◆ **What the exercise asks**
When you spot the word "filter" in a line of the data below, copy that line.

◆ **Data records**
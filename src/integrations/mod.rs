use std::sync::Arc;

use reqwest::Client;

use crate::{
    core::{payment::PaymentGateway, settings::Settings},
    error::{Error, Result},
    photo::detect::FaceDetector,
};

use self::{face_service::RemoteFaceDetector, flutterwave::Flutterwave};

pub mod face_service;
pub mod flutterwave;

/// The checkout gateway, if keys are configured.
pub fn payment_gateway(settings: &Settings, client: Client) -> Option<Arc<dyn PaymentGateway>> {
    settings
        .flutterwave
        .as_ref()
        .filter(|fw| !fw.secret_key.is_empty())
        .map(|fw| Arc::new(Flutterwave::new(client, fw)) as Arc<dyn PaymentGateway>)
}

/// The face detector photo uploads are sent to. Photos cannot be accepted without one.
pub fn face_detector(settings: &Settings, client: Client) -> Result<Arc<dyn FaceDetector>> {
    match settings.face_detector_url.as_deref().filter(|u| !u.is_empty()) {
        Some(url) => {
            url::Url::parse(url)
                .map_err(|e| Error::Config(format!("Bad face_detector_url {}: {}", url, e)))?;
            Ok(Arc::new(RemoteFaceDetector::new(client, url.to_string())))
        }
        None => Err(Error::Config("face_detector_url is not set".to_string())),
    }
}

◆ **Written solution**
        .filter(|fw| !fw.secret_key.is_empty())
    match settings.face_detector_url.as_deref().filter(|u| !u.is_empty()) {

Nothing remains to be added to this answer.